Print all of the data exactly.

▬▬▬▬▬▬

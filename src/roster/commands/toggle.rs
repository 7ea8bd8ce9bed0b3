use crate::commands::{CmdMessage, CmdResult};
use crate::confirm::{Confirm, ConfirmPrompt};
use crate::directory::{ToggleRequest, UserDirectory};
use crate::error::Result;
use crate::model::{RowAction, UserRow};
use tracing::{debug, info};

/// What happened to a row's toggle control.
#[derive(Debug, Clone, Copy, PartialEq, Eq)]
pub enum ToggleOutcome {
    /// The server accepted the change; the control now shows `checked`.
    Applied { checked: bool },
    /// The change was declined before anything was sent; the control goes
    /// back to `reverted_to`.
    Declined { reverted_to: bool },
}

/// The dialog shown before an administrator role is granted or revoked.
pub fn admin_prompt(row: &UserRow, action: RowAction, checked: bool) -> ConfirmPrompt {
    let verb = if checked { "assign" } else { "remove" };
    let target = match action {
        RowAction::AssignAdmin(scope) => scope.label(),
        RowAction::Enable => "account",
    };

    ConfirmPrompt {
        title: format!("Confirm {} administrator", verb),
        body: format!(
            "Are you sure you want to {} {} as {} administrator?",
            verb,
            row.display_name(),
            target
        ),
        primary: if checked { "Assign" } else { "Remove" }.to_string(),
        secondary: "Cancel".to_string(),
    }
}

/// Sets `action`'s flag on `row` to `checked`.
///
/// Administrator changes are confirmed through `confirm` first; account
/// enable/disable is sent straight away. On success `row` is updated to the
/// new value. A declined prompt sends nothing and leaves `row` untouched.
pub fn run<D: UserDirectory, C: Confirm>(
    directory: &mut D,
    row: &mut UserRow,
    action: RowAction,
    checked: bool,
    confirm: &mut C,
) -> Result<CmdResult> {
    let previous = action.current_value(row);

    if action.needs_confirmation() && !confirm.confirm(&admin_prompt(row, action, checked))? {
        debug!(user_id = row.id, ?action, "toggle declined");
        let mut res = CmdResult::default().with_toggle(ToggleOutcome::Declined {
            reverted_to: previous,
        });
        res.add_message(CmdMessage::info("Operation cancelled."));
        return Ok(res);
    }

    let request = ToggleRequest::new(row.id, action, checked);
    directory.toggle(&request)?;
    action.apply(row, checked);
    info!(user_id = row.id, ?action, checked, "toggle applied");

    let mut result = CmdResult::default().with_toggle(ToggleOutcome::Applied { checked });
    result.add_message(CmdMessage::success(describe(row, action, checked)));
    Ok(result)
}

fn describe(row: &UserRow, action: RowAction, checked: bool) -> String {
    match action {
        RowAction::Enable => format!(
            "{} {}",
            if checked { "Enabled" } else { "Disabled" },
            row.display_name()
        ),
        RowAction::AssignAdmin(scope) => format!(
            "{} {} as {} administrator",
            if checked { "Assigned" } else { "Removed" },
            row.display_name(),
            scope
        ),
    }
}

▬▬▬▬▬▬

Written solution
filename src/roster/commands/toggle.rs
repository 7ea8bd8ce9bed0b3
use crate::commands::{CmdMessage, CmdResult};
use crate::confirm::{Confirm, ConfirmPrompt};
use crate::directory::{ToggleRequest, UserDirectory};
use crate::error::Result;
use crate::model::{RowAction, UserRow};
use tracing::{debug, info};

/// What happened to a row's toggle control.
#[derive(Debug, Clone, Copy, PartialEq, Eq)]
pub enum ToggleOutcome {
    /// The server accepted the change; the control now shows `checked`.
    Applied { checked: bool },
    /// The change was declined before anything was sent; the control goes
    /// back to `reverted_to`.
    Declined { reverted_to: bool },
}

/// The dialog shown before an administrator role is granted or revoked.
pub fn admin_prompt(row: &UserRow, action: RowAction, checked: bool) -> ConfirmPrompt {
    let verb = if checked { "assign" } else { "remove" };
    let target = match action {
        RowAction::AssignAdmin(scope) => scope.label(),
        RowAction::Enable => "account",
    };

    ConfirmPrompt {
        title: format!("Confirm {} administrator", verb),
        body: format!(
            "Are you sure you want to {} {} as {} administrator?",
            verb,
            row.display_name(),
            target
        ),
        primary: if checked { "Assign" } else { "Remove" }.to_string(),
        secondary: "Cancel".to_string(),
    }
}

/// Sets `action`'s flag on `row` to `checked`.
///
/// Administrator changes are confirmed through `confirm` first; account
/// enable/disable is sent straight away. On success `row` is updated to the
/// new value. A declined prompt sends nothing and leaves `row` untouched.
pub fn run<D: UserDirectory, C: Confirm>(
    directory: &mut D,
    row: &mut UserRow,
    action: RowAction,
    checked: bool,
    confirm: &mut C,
) -> Result<CmdResult> {
    let previous = action.current_value(row);

    if action.needs_confirmation() && !confirm.confirm(&admin_prompt(row, action, checked))? {
        debug!(user_id = row.id, ?action, "toggle declined");
        let mut res = CmdResult::default().with_toggle(ToggleOutcome::Declined {
            reverted_to: previous,
        });
        res.add_message(CmdMessage::info("Operation cancelled."));
        return Ok(res);
    }

    let request = ToggleRequest::new(row.id, action, checked);
    directory.toggle(&request)?;
    action.apply(row, checked);
    info!(user_id = row.id, ?action, checked, "toggle applied");

    let mut result = CmdResult::default().with_toggle(ToggleOutcome::Applied { checked });
    result.add_message(CmdMessage::success(describe(row, action, checked)));
    Ok(result)
}

fn describe(row: &UserRow, action: RowAction, checked: bool) -> String {
    match action {
        RowAction::Enable => format!(
            "{} {}",
            if checked { "Enabled" } else { "Disabled" },
            row.display_name()
        ),
        RowAction::AssignAdmin(scope) => format!(
            "{} {} as {} administrator",
            if checked { "Assigned" } else { "Removed" },
            row.display_name(),
            scope
        ),
    }
}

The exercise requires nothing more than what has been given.